Может быть, горько усмехнулся Кельм, и правда – согласиться… как Вен. Интересно, получится ли у него создать хоть один образ… реальный, работающий образ? Неважно. Это уж их дело.
Он знал, что не согласится. Ему просто не хотелось делать этого. Как и вообще ничего – ему хотелось умереть, и как можно скорее. Он сел на пол, обхватил руками голову. Попробовал вспомнить молитвы. «Радуйся, Мария, благодати полная…» Господи, попросил он искренне, может, уже хватит? Хоть в ад, только – подальше отсюда… а что здесь такое, как не ад, и может ли где-то быть ещё хуже?
Дверь открылась. На пороге стоял охранник.
– На выход.
Их долго везли на вертолёте. Лени лежала на полу, вдоль прохода. На носилках. Смотрела на него. Временами закрывала глаза. Ничего там не осталось от прежней Лени, талантливой девочки, красивой – как статуэтка из серебра. Кельм смотрел на страшненькое существо с огромными глазами в тёмных проваленных глазницах, с клеевыми повязками на челюсти, на шее. Ей наложили повязки на раны. Самым страшным казалось то, что волосы
Вертолёт опустился. Смолк грохот пропеллера. Лени вынесли наружу, а за ней вывели Кельма.
Вдаль тянулся гигантский пустырь, на нём – нестерпимо воняющая свалка мусора и какие-то дощатые строения. Небо было затянуто тучами, и моросил мелкий дождь. Здесь было совершенно пусто, но едва взглянув на пейзаж, Кельм понял, куда их привезли, и содрогнулся от ужаса.
Он просил смерти – но не такой же…
Линн подошёл к нему.
– Ты понял, где мы? Да, это резервация. Но ты здесь временно. А вот твою подругу мы переводим, – он усмехнулся, – на постоянное место жительства. Впрочем, оно будет недолгим…
– У вас же запрещена смертная казнь, – вырвалось у Кельма.
– А кто сказал, что это казнь? Мы никого не казним. Но согласись, содержать врага Дарайи за казённый счёт всю жизнь мы не обязаны. Твоя подруга останется здесь. Всё зависит от того, как она сможет найти общий язык с местными жителями. Не сможет? Это её проблемы…
Интересно, многих ли они так «высылают», подумал Кельм. Это была ненужная мысль, скользящая по поверхности – просто там, дальше, был один сплошной ужас, и ему нельзя было дать прорваться.
– Единственное, ради чего я мог бы сделать исключение – это твоё согласие сотрудничать с нами.
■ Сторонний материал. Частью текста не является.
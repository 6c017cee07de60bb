use proptest::prelude::*;
use sellokit_core::{Error, GeometryError, PhysicalSize, SizeError};
use sellokit_geometry::{fit, fit_markup, BoundingBox, VectorDrawing, DEFAULT_CANVAS_MARGIN_MM};

#[test]
fn test_fit_rect_path_to_10x5() {
    let svg = r#"<svg><path d="M0 0 L100 0 L100 50 L0 50 Z"/></svg>"#;
    let fitted = fit_markup(svg, "10x5").unwrap();

    assert_eq!(fitted.scale, 1.0);
    assert_eq!((fitted.canvas_width_mm, fitted.canvas_height_mm), (120.0, 70.0));
    assert_eq!((fitted.translate_x, fitted.translate_y), (10.0, 10.0));
    assert_eq!(
        fitted.placed_bounds(),
        BoundingBox::new(10.0, 10.0, 100.0, 50.0)
    );
}

#[test]
fn test_offset_drawing_is_moved_to_canvas_center() {
    let svg = r#"<svg><rect x="-40" y="300" width="20" height="20"/></svg>"#;
    let fitted = fit_markup(svg, "4x4").unwrap();
    assert_eq!(fitted.scale, 2.0);
    let placed = fitted.placed_bounds();
    assert!((placed.min_x - 10.0).abs() < 1e-9);
    assert!((placed.min_y - 10.0).abs() < 1e-9);
}

#[test]
fn test_empty_svg_cannot_be_fitted() {
    let err = fit_markup("<svg></svg>", "10x5").unwrap_err();
    assert!(matches!(err, Error::Geometry(GeometryError::EmptyGeometry)));
}

#[test]
fn test_degenerate_boxes_are_rejected() {
    let drawing = VectorDrawing::parse(r#"<svg><line x1="0" y1="0" x2="10" y2="0"/></svg>"#).unwrap();
    let target = PhysicalSize::new(5.0, 5.0);
    for bbox in [
        BoundingBox::new(0.0, 0.0, 10.0, 0.0),
        BoundingBox::new(0.0, 0.0, 0.0, 10.0),
        BoundingBox::new(f64::NAN, 0.0, 10.0, 10.0),
    ] {
        let err = fit(&drawing, &bbox, target).unwrap_err();
        assert!(err.is_empty_geometry(), "{bbox:?} gave {err}");
    }
}

#[test]
fn test_non_positive_target_is_rejected() {
    let drawing = VectorDrawing::parse(r#"<svg><rect width="10" height="10"/></svg>"#).unwrap();
    let bbox = drawing.measure().unwrap();
    let err = fit(&drawing, &bbox, PhysicalSize::new(0.0, 5.0)).unwrap_err();
    assert!(matches!(err, Error::Size(SizeError::NonPositive { .. })));

    let err = fit_markup(r#"<svg><rect width="10" height="10"/></svg>"#, "5x-1").unwrap_err();
    assert!(err.is_size_error());
}

#[test]
fn test_fitted_output_keeps_presentation_attributes() {
    let svg = r##"<svg xmlns="http://www.w3.org/2000/svg" id="logo" width="10cm" height="5cm">
  <g fill="#000"><path d="M0 0 H 20 V 10 Z" stroke-width="0.5" transform="matrix(1,0,0,1,5,5)"/></g>
</svg>"##;
    let fitted = fit_markup(svg, "2x1").unwrap();
    let out = VectorDrawing::parse(&fitted.markup).unwrap();

    assert!(out.root_attributes().contains(&("id".to_string(), "logo".to_string())));
    let path = &out.elements()[0];
    assert!(path
        .attributes
        .contains(&("stroke-width".to_string(), "0.5".to_string())));
    assert!(path.attributes.iter().all(|(k, _)| k != "transform"));
}

#[test]
fn test_unit_suffixed_primitive_is_measured_and_kept() {
    let svg = r#"<svg><rect x="0" y="0" width="100" height="50"/><rect x="200" y="0" width="10mm" height="10mm"/></svg>"#;
    let fitted = fit_markup(svg, "10x5").unwrap();

    let side = 10.0 * 96.0 / 25.4;
    assert!((fitted.source_bounds.width - (200.0 + side)).abs() < 1e-9);
    assert_eq!(fitted.source_bounds.height, 50.0);

    let out = VectorDrawing::parse(&fitted.markup).unwrap();
    assert_eq!(out.elements().len(), 2);
    assert!(out.elements()[1]
        .attributes
        .contains(&("width".to_string(), "10mm".to_string())));
}

#[test]
fn test_unmeasurable_primitive_is_still_emitted() {
    let svg = r#"<svg><rect width="100" height="50"/><circle cx="50%" cy="50%" r="5%" transform="scale(2)"/></svg>"#;
    let fitted = fit_markup(svg, "10x5").unwrap();
    assert_eq!(fitted.source_bounds, BoundingBox::new(0.0, 0.0, 100.0, 50.0));

    let out = VectorDrawing::parse(&fitted.markup).unwrap();
    assert_eq!(out.elements().len(), 2);
    let circle = &out.elements()[1];
    assert!(!circle.is_measurable());
    assert!(circle.attributes.iter().all(|(k, _)| k != "transform"));
}

proptest! {
    #[test]
    fn prop_canvas_is_target_plus_margin(
        w in 0.1f64..50.0,
        h in 0.1f64..50.0,
        bw in 1.0f64..1000.0,
        bh in 1.0f64..1000.0,
    ) {
        let drawing = VectorDrawing::parse("<svg></svg>").unwrap();
        let bbox = BoundingBox::new(0.0, 0.0, bw, bh);
        let fitted = fit(&drawing, &bbox, PhysicalSize::new(w, h)).unwrap();
        prop_assert!((fitted.canvas_width_mm - (w * 10.0 + DEFAULT_CANVAS_MARGIN_MM)).abs() < 1e-9);
        prop_assert!((fitted.canvas_height_mm - (h * 10.0 + DEFAULT_CANVAS_MARGIN_MM)).abs() < 1e-9);
        prop_assert!(fitted.scale.is_finite() && fitted.scale > 0.0);
    }

    #[test]
    fn prop_placed_bounds_hit_limiting_dimension_and_are_centered(
        x in -200.0f64..200.0,
        y in -200.0f64..200.0,
        bw in 1.0f64..500.0,
        bh in 1.0f64..500.0,
        w in 0.5f64..30.0,
        h in 0.5f64..30.0,
    ) {
        let svg = format!(r#"<svg><rect x="{x}" y="{y}" width="{bw}" height="{bh}"/></svg>"#);
        let size = format!("{w}x{h}");
        let fitted = fit_markup(&svg, &size).unwrap();
        let placed = fitted.placed_bounds();
        let (tw, th) = (w * 10.0, h * 10.0);

        let width_hits = (placed.width - tw).abs() <= 0.5;
        let height_hits = (placed.height - th).abs() <= 0.5;
        prop_assert!(width_hits || height_hits);
        prop_assert!(placed.width <= tw + 0.5 && placed.height <= th + 0.5);

        let cx = placed.min_x + placed.width / 2.0;
        let cy = placed.min_y + placed.height / 2.0;
        prop_assert!((cx - fitted.canvas_width_mm / 2.0).abs() < 1e-6);
        prop_assert!((cy - fitted.canvas_height_mm / 2.0).abs() < 1e-6);
    }
}
//! Aspect-preserving size suggestions.
//!
//! Given the measured drawing and the nominal size an operator asked for,
//! offer the two sizes that keep the drawing's proportions by pinning one
//! requested axis and letting the other float.

use sellokit_core::{format_shortest, round_to, PhysicalSize};
use serde::{Deserialize, Serialize};
use std::fmt;

/// One suggested size and its display label
#[derive(Debug, Clone, PartialEq, Serialize, Deserialize)]
pub struct ScaleOption {
    pub size: PhysicalSize,
    pub label: String,
}

impl fmt::Display for ScaleOption {
    fn fmt(&self, f: &mut fmt::Formatter<'_>) -> fmt::Result {
        f.write_str(&self.label)
    }
}

/// Suggested sizes for a drawing.
///
/// `normal` and `inverted` are in centimeters; `original` is the measured
/// drawing in millimeters.
#[derive(Debug, Clone, PartialEq, Serialize, Deserialize)]
pub struct ScaleOptions {
    /// Requested width kept, height follows the drawing ratio
    pub normal: ScaleOption,
    /// Requested height kept, width follows the drawing ratio
    pub inverted: ScaleOption,
    pub original: ScaleOption,
}

/// Compute the scale options for a drawing measuring `measured_mm`.
///
/// Returns `None` when no size was requested, the request is not a
/// `"<w>x<h>"` string (a decimal comma is accepted), or any value is not
/// strictly positive. Never fails otherwise.
pub fn compute_options(measured_mm: PhysicalSize, requested: Option<&str>) -> Option<ScaleOptions> {
    let requested = requested?;
    if !measured_mm.is_positive() {
        tracing::debug!(%measured_mm, "No scale options for a degenerate drawing");
        return None;
    }
    let nominal = match PhysicalSize::parse_lenient(requested) {
        Ok(size) => size,
        Err(e) => {
            tracing::debug!(error = %e, "No scale options for requested size");
            return None;
        }
    };

    let ratio = measured_mm.aspect_ratio();

    let normal_height = round_to(nominal.width / ratio, 1);
    let inverted_width = round_to(nominal.height * ratio, 1);

    Some(ScaleOptions {
        normal: ScaleOption {
            size: PhysicalSize::new(nominal.width, normal_height),
            label: format!("{}x{:.1}", format_shortest(nominal.width), normal_height),
        },
        inverted: ScaleOption {
            size: PhysicalSize::new(inverted_width, nominal.height),
            label: format!("{:.1}x{}", inverted_width, format_shortest(nominal.height)),
        },
        original: ScaleOption {
            size: measured_mm,
            label: measured_mm.format_fixed(2),
        },
    })
}
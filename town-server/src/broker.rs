//! A stand-in media-token broker. A real deployment would call out to an external
//! provider's API; this crate only needs to demonstrate the seam.

use town_core::ids::generate_opaque_id;
use town_core::{BrokerError, TownTokenBroker};

/// Always succeeds, returning a freshly generated opaque string in place of a real
/// provider's credential.
pub struct StubTokenBroker;

impl TownTokenBroker for StubTokenBroker {
    fn get_token(&self, _town_id: &str, _player_id: &str) -> Result<String, BrokerError> {
        Ok(generate_opaque_id().to_string())
    }
}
На прежних условиях. Мы содержим девушку в хороших условиях – ты работаешь с нами. Нет? То есть ты готов принести её в жертву идеалам? Похвально.
Линн отошёл. Кельм внезапно увидел, что рядом никого нет, только он – и Лени. И она смотрит на него.
Кельм встал на колени. Нагнулся к девушке.
– Лени… ты можешь говорить?
Едва заметное качание головой – нет. Ей перерезали голосовые связки.
– Лени, я… если ты скажешь «да», я соглашусь. Я… правда. Если хочешь, я соглашусь, и они не тронут тебя больше.
Его обожгло вдруг точно кипятком – он переваливает на неё ответственность. Но Лени уже качала головой – «нет».
– Хорошо, – он посмотрел на её искалеченную руку, тонкую до прозрачности. Хотелось бы коснуться её – но его руки были закручены за спину и скованы. И вдруг он понял, что должен сказать. – Лени, это всё враньё. Я знаю, что они тебе показывали. Этого не было. Это… фильм. Я этого не делал. Это враньё, понимаешь? Они тебе врали, чтобы сломать. Я люблю тебя. Я люблю тебя, понимаешь? Всегда – только тебя.
Выражение глаз не изменилось. Оно было застывшим, как густая болотная вода. Но ему показалось, что губы чуть дрогнули, она пыталась улыбнуться. Или что-то сказать. Кельм знал, что поступил правильно.
– Я не сдамся, Лени, не бойся. Я выдержу. Жди меня на небесах, это недолго. Мы встретимся.
Носилки подняли. Понесли прочь. Охранник рванул Кельма назад.
Дальнейшее он видел снова – как в тумане. Лени сбросили с носилок на землю. Потом охранники бегом вернулись за изгородь, к вертолёту. Все замерли в ожидании. Через несколько минут появились гнуски.